Seeking greater fulfillment in your professional life? Consider coach training

Two decades ago, Norbert Riethof brought a new type of personal and professional development to Czechia. Today, there’s more demand for his work than ever.

Morgan Childs

Written by Morgan Childs Published on 11.09.2023 13:00:00 (updated on 17.11.2023) Reading time: 4 minutes

In 2003, when Norbert Riethof launched Coaching Systems, the concept of coaching as a professional venture was still emerging. Despite initial skepticism about the viability of a business focused solely on coaching, Riethof persevered.

Over the past two decades, the coaching landscape in the Czech Republic has transformed dramatically. Today, Riethof's platform has seen remarkable growth, reflecting the increasing interest and value placed in the coaching field. Instead of skepticism, he is often asked about the specific types of coaching he offers, highlighting the evolution from a niche market to a diverse and sought-after professional field.

Coaching Systems’ Academy of Coaching Excellence (ACE) uses one-on-one coaching and supervision, coach training, and personality inventories like the Myers-Briggs Type Indicator to train individuals in the fundamentals of a coaching practice in both Czech and English. What results, as Riethof describes it, is a sort of Goldilocks effect: a program that is not too broad, not too narrow, but practically applicable for wannabe coaches of all walks of life. 

Coaching Systems’ clients include managers and other professionals who want to become more skilled leaders as well as people who are ready to make a shift into coaching as a career.

“People use coaching now for top-executive development—we do a lot of executive coaching for leadership teams—but also for individual development,” Riethof says. Coaching Systems also works with companies to train employees in topics such as effective communication, stress and emotional management, and burnout prevention. “These topics are more and more commonly sought after, especially after Covid,” he notes.

Riethof, who holds a PhD in psychology, dates his interest in coaching back to the late 1990s, when he was working for the American employee-development training organization AchieveGlobal. The company provided its employees with continuous training in leadership and management, and Riethof recalls that after each training program ended, employees at the company worked with coaches who would follow up on their progress and help reinforce the skills they’d learned. 

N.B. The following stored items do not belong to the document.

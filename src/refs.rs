use serde_json::Value;

use crate::error::{Error, Result};

/// Maximum number of `$ref` hops followed before giving up on a chain.
pub const MAX_REFERENCE_DEPTH: usize = 32;

/// Returns the `$ref` string of a reference object, if the value is one.
pub fn reference_of(value: &Value) -> Option<&str> {
    value.get("$ref").and_then(Value::as_str)
}

/// Resolves a local reference (`#/components/schemas/User`, or `#` for the
/// document root) against a document.
///
/// Returns `None` for external references and pointers that do not match.
pub fn resolve_pointer<'a>(root: &'a Value, reference: &str) -> Option<&'a Value> {
    let pointer = reference.strip_prefix('#')?;
    if pointer.is_empty() {
        return Some(root);
    }
    root.pointer(pointer)
}

/// Follows `$ref` chains until a non-reference value is reached.
///
/// # Errors
///
/// Returns an error when a reference cannot be resolved inside the document or the
/// chain is longer than [`MAX_REFERENCE_DEPTH`].
pub fn dereference<'a>(root: &'a Value, value: &'a Value) -> Result<&'a Value> {
    let mut current = value;
    for _ in 0..MAX_REFERENCE_DEPTH {
        match reference_of(current) {
            Some(reference) => {
                current = resolve_pointer(root, reference)
                    .ok_or_else(|| Error::Reference(reference.to_string()))?;
            }
            None => return Ok(current),
        }
    }
    Err(Error::Reference(format!(
        "reference chain deeper than {} starting at {}",
        MAX_REFERENCE_DEPTH,
        reference_of(value).unwrap_or_default()
    )))
}

/// Last segment of a JSON pointer reference, with `~1`/`~0` escapes decoded.
///
/// `#/components/messages/UserSignedUp` yields `UserSignedUp`.
pub fn reference_name(reference: &str) -> Option<String> {
    let pointer = reference.strip_prefix('#')?;
    let segment = pointer.rsplit('/').next().filter(|s| !s.is_empty())?;
    Some(segment.replace("~1", "/").replace("~0", "~"))
}

#[cfg(test)]
mod tests {
    use super::*;
    use serde_json::json;

    #[test]
    fn test_resolve_pointer() {
        let doc = json!({ "components": { "schemas": { "User": { "type": "object" } } } });

        assert_eq!(
            resolve_pointer(&doc, "#/components/schemas/User"),
            Some(&json!({ "type": "object" }))
        );
        assert_eq!(resolve_pointer(&doc, "#"), Some(&doc));
        assert_eq!(resolve_pointer(&doc, "#/components/schemas/Missing"), None);
        assert_eq!(resolve_pointer(&doc, "other.yaml#/User"), None);
    }

    #[test]
    fn test_dereference_follows_chains() {
        let doc = json!({
            "a": { "$ref": "#/b" },
            "b": { "$ref": "#/c" },
            "c": { "value": 1 }
        });

        let start = json!({ "$ref": "#/a" });
        assert_eq!(dereference(&doc, &start).unwrap(), &json!({ "value": 1 }));
    }

    #[test]
    fn test_dereference_rejects_loops_and_dangling_refs() {
        let doc = json!({
            "a": { "$ref": "#/b" },
            "b": { "$ref": "#/a" }
        });

        assert!(dereference(&doc, &json!({ "$ref": "#/a" })).is_err());
        assert!(dereference(&doc, &json!({ "$ref": "#/nope" })).is_err());
    }

    #[test]
    fn test_reference_name() {
        assert_eq!(
            reference_name("#/components/messages/UserSignedUp"),
            Some("UserSignedUp".to_string())
        );
        assert_eq!(
            reference_name("#/channels/user~1signedup"),
            Some("user/signedup".to_string())
        );
        assert_eq!(reference_name("#"), None);
    }
}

At the time, AchieveGlobal’s methodology “was very new, not only here, but in other parts of the world,” Riethof says. The American approach was much more individualized than anything he’d encountered in Central Europe, and he recalls benefiting greatly from coaching sessions with the company’s vice president.

But the individualized approach also stood in stark contrast to Riethof’s experience of the Czech education system.

“It was more about, like, ‘I give you the information, you have to learn it, then I will come and check your knowledge,’” Riethof says of the latter. “No discussion. Nobody was interested in how people see things.”

It wasn’t just that professionals didn’t have the opportunity to express their individuality—it was that they had never been encouraged to do so, even as schoolchildren. “This unfortunate approach persists at some schools even today,” Riethof says. 

Coaching, Riethof explains, “is more about asking questions, starting to initiate your own thoughts, starting to initiate your own ways to grasp concepts or know-how and turn it into something practical.”

When he and his business partner Robert Demare launched Coaching Systems in 2003, targeting workplace training and development leaders, the company offered a radical departure from the staid, impersonal relationship most local organizations and managers maintained with their employees. 

In a country in the midst of rapid political transformation and where mental healthcare was still stigmatized, Coaching Systems sought to provide a middle road between friendly counsel and psychotherapy.

“If you have a small issue, you can discuss it with your friend over a coffee or a glass of wine or something, and maybe that’s good, that’s enough,” Riethof says. “You just need to have somebody to talk to. Then you might have a big issue, which you should go to a psychotherapist or psychiatrist to solve. But there’s this whole zone of things in the middle, right?” He continues, “I think this whole area is very suitable for coaching to address.”

Coaching Quote

Today, that gap has grown wider than ever, Riethof says. There’s more demand for coaching and coach training than ever before, thanks to increased interest from clients—and from prospective coaches.

“The newest generation—they demand to be doing jobs and in an environment that is in line with their values,” Riethof said. “That is meaningful. That is good for ecology. That is respectful. So I think that's becoming more and more important on an individual basis, but also on the organizational and societal levels.”